おそらく次のような理由で禁煙されることも多いかと思います。
- 子供が産まれる為
- 将来の健康の為
- 病気の治療の為
- 節約の為
ですが、強い意思、目標を持っていても、途中で挫折してしまうことが多かったはずです。
これはあなたの意思が弱いわけではなく、タバコに含まれているニコチンの影響によるものです。
あなたが想像しているよりもニコチンには強い依存性があるためなんです。
考えている以上にニコチンの依存性は高い
実は、ニコチンの依存性というのは、その他の依存症を発症する可能性のある物質と比べて、比較的高い部類にはいります。
ニコチンがどれだけ依存性が高いかというと、以下の通りです。
- ニコチン
- ヘロイン
- コカイン
- アルコール
- カフェイン
上から順番に依存性が高いものになります。
度々テレビなどで騒がれている麻薬よりも、ニコチンの依存性が高いことになります。
よって、最後の一本を吸って辞めた!と意気込んでも、また吸ってしまう結果になってしまいます。
また、下のグラフはヘロイン、喫煙、アルコールの使用中止継続率のグラフになります。
1年後の継続率がタバコとヘロインが、ほぼ同率の20%となっています。
参考: https://profiles.nlm.nih.gov/ps/access/NNBBZW.pdf
つまりタバコを吸うと高い確率で依存症が発生し、禁煙しても失敗する可能性が80%と、タバコは辞めるに辞められないものであることがわかります。
現在あなたがニコチン依存症かどうか簡単なチェックを出来るサイトがありますので、一度確認してみてください。
ニコチン依存症を判定するテスト TDS(Tobacco Dependence Screener)
ちなみに、一般的なタバコに入っているニコチンは、タバコを製造する過程で入れているわけではありません。
ニコチンは、タバコ(植物)の根で作られ、その後葉へ移行します。
したがって、その葉を収穫・加工して製品にするためにタバコにはニコチンが含まれることになります。
ニコチン依存症になるまで
ニコチン依存症は次のような流れで発症します。
- タバコを吸うとニコチンは、肺へ到達し、肺を介して血流にのり脳へ到達します。
- ニコチンは、脳に到達すると脳の神経に存在するα4β2ニコチン受容体という受容体に結合します。
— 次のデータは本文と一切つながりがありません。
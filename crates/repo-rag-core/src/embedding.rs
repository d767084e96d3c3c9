//! Embedding provider trait and vector utilities.
//!
//! Defines the [`EmbeddingProvider`] capability that all embedding backends
//! implement, plus pure helper functions for vector serialization and
//! similarity computation.
//!
//! Concrete provider implementations (hash, Ollama, OpenAI, fastembed)
//! live in the `repo-rag` app crate.

use async_trait::async_trait;

use crate::error::Result;

/// Maps text to fixed-dimension vectors.
///
/// Implementations must be deterministic for identical input within one
/// provider version, and every returned vector must have [`dims`](Self::dims)
/// components.
#[async_trait]
pub trait EmbeddingProvider: Send + Sync {
    /// Returns the model identifier (e.g. `"all-minilm-l6-v2"`).
    fn model_name(&self) -> &str;

    /// Returns the embedding vector dimensionality (e.g. `384`).
    fn dims(&self) -> usize;

    /// Embed a single text.
    async fn embed(&self, text: &str) -> Result<Vec<f32>>;

    /// Embed a batch of texts, returning vectors in input order.
    ///
    /// The default calls [`embed`](Self::embed) once per text. Remote
    /// providers override this to send one request per batch.
    async fn embed_batch(&self, texts: &[String]) -> Result<Vec<Vec<f32>>> {
        let mut vectors = Vec::with_capacity(texts.len());
        for text in texts {
            vectors.push(self.embed(text).await?);
        }
        Ok(vectors)
    }
}

/// Encode a float vector as a BLOB (little-endian f32 bytes).
///
/// # Example
///
/// ```rust
/// use repo_rag_core::embedding::{vec_to_blob, blob_to_vec};
///
/// let v = vec![1.0f32, -2.5, 3.125];
/// let blob = vec_to_blob(&v);
/// assert_eq!(blob.len(), 12); // 3 × 4 bytes
/// assert_eq!(blob_to_vec(&blob), v);
/// ```
pub fn vec_to_blob(vec: &[f32]) -> Vec<u8> {
    let mut bytes = Vec::with_capacity(vec.len() * 4);
    for &v in vec {
        bytes.extend_from_slice(&v.to_le_bytes());
    }
    bytes
}

/// Decode a BLOB back into a float vector.
pub fn blob_to_vec(blob: &[u8]) -> Vec<f32> {
    blob.chunks_exact(4)
        .map(|chunk| f32::from_le_bytes([chunk[0], chunk[1], chunk[2], chunk[3]]))
        .collect()
}

/// Compute cosine similarity between two embedding vectors.
///
/// Returns a value in `[-1.0, 1.0]`, or `0.0` for empty vectors, vectors of
/// different lengths, and zero vectors.
pub fn cosine_similarity(a: &[f32], b: &[f32]) -> f32 {
    if a.len() != b.len() || a.is_empty() {
        return 0.0;
    }

    let mut dot = 0.0f32;
    let mut norm_a = 0.0f32;
    let mut norm_b = 0.0f32;

    for (x, y) in a.iter().zip(b.iter()) {
        dot += x * y;
        norm_a += x * x;
        norm_b += y * y;
    }

    let denom = norm_a.sqrt() * norm_b.sqrt();
    if denom < f32::EPSILON {
        return 0.0;
    }

    dot / denom
}

/// Euclidean (L2) distance. Vectors of different lengths are infinitely far.
pub fn l2_distance(a: &[f32], b: &[f32]) -> f32 {
    if a.len() != b.len() {
        return f32::INFINITY;
    }
    a.iter()
        .zip(b.iter())
        .map(|(x, y)| (x - y) * (x - y))
        .sum::<f32>()
        .sqrt()
}

/// Scale a vector to unit length in place. Zero vectors are left as-is.
pub fn normalize(vec: &mut [f32]) {
    let norm = vec.iter().map(|x| x * x).sum::<f32>().sqrt();
    if norm > f32::EPSILON {
        for v in vec.iter_mut() {
            *v /= norm;
        }
    }
}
- ニコチンが、α4β2ニコチン受容体に結合すると、ドパミンと呼ばれる幸福感や快感を感じる物質が放出され、快感を得ることができます。
- 1~3を繰り返していると次第に脳の構造が作り変えられてしまい、タバコをやめられない体となります。
α4β2ニコチン受容体は、本来アセチルコリンという物質が結合する場所になります。
しかし、ニコチンはこの物質と構造が似ている為に結合してしまいます。
ニコチンの離脱症状
禁煙を始めてニコチンの供給がなくなると、しばらくして離脱症状(いわゆる禁断症状)と呼ばれるものが出てきます。
タバコを吸い終わってから、もしくは禁煙をしてから次のような症状が出たことはないでしょうか。
これらは全てニコチンの影響による離脱症状で、禁煙を妨げる要因となっています。
離脱症状の例
- めまい
- タバコが欲しくなる
- 眠気、不眠
- 便秘、腹痛
- イライラ、欲求不満、怒り
- 性格の変化
- 集中力の低下
- 疲れやすくなる
- 食欲の増加
ニコチン依存症を増強する物質
タバコには600もの添加物が添加されています。
そのうちニコチンの依存症を増強、促進する物質が含まれていることが、タバコをやめられなくしている一因です。
ニコチン依存症を増強する物質の例
- アンモニウム化合物
- アルカリ性に傾けることにより、ニコチンが吸収されやすいガス状になります
- 砂糖(アセトアルデヒド)
- 砂糖が燃焼すると、アセトアルデヒドが発生します。
このアセトアルデヒドには、ニコチンの急性中毒を和らげる効果があり、短時間で多くのニコチンを摂取することが可能になります。 - ココア末
- ココア末が燃焼するとテオブロミンという物質が煙と一緒に体内に入ります。
一般的に煙の刺激で気管支が収縮してしまうが、これを抑制する働きがあります。 - グリチルリチン
- グリチルリチンは、甘草に含まれる成分で、タバコの煙と一緒に体内へ運ばれます。
この物質には、気道内の粘液を分泌する効果があり、煙の刺激を和らげる効果があります。
さいごに
タバコに含まれるニコチンやその他の物質によって、いかにタバコを辞めにくいかがわかりました。
いままで禁煙中の離脱症状が我慢できずに何度も失敗している人は、我慢するのではなく、市販の禁煙補助薬の利用や禁煙外来へ行ってみることをおすすめします。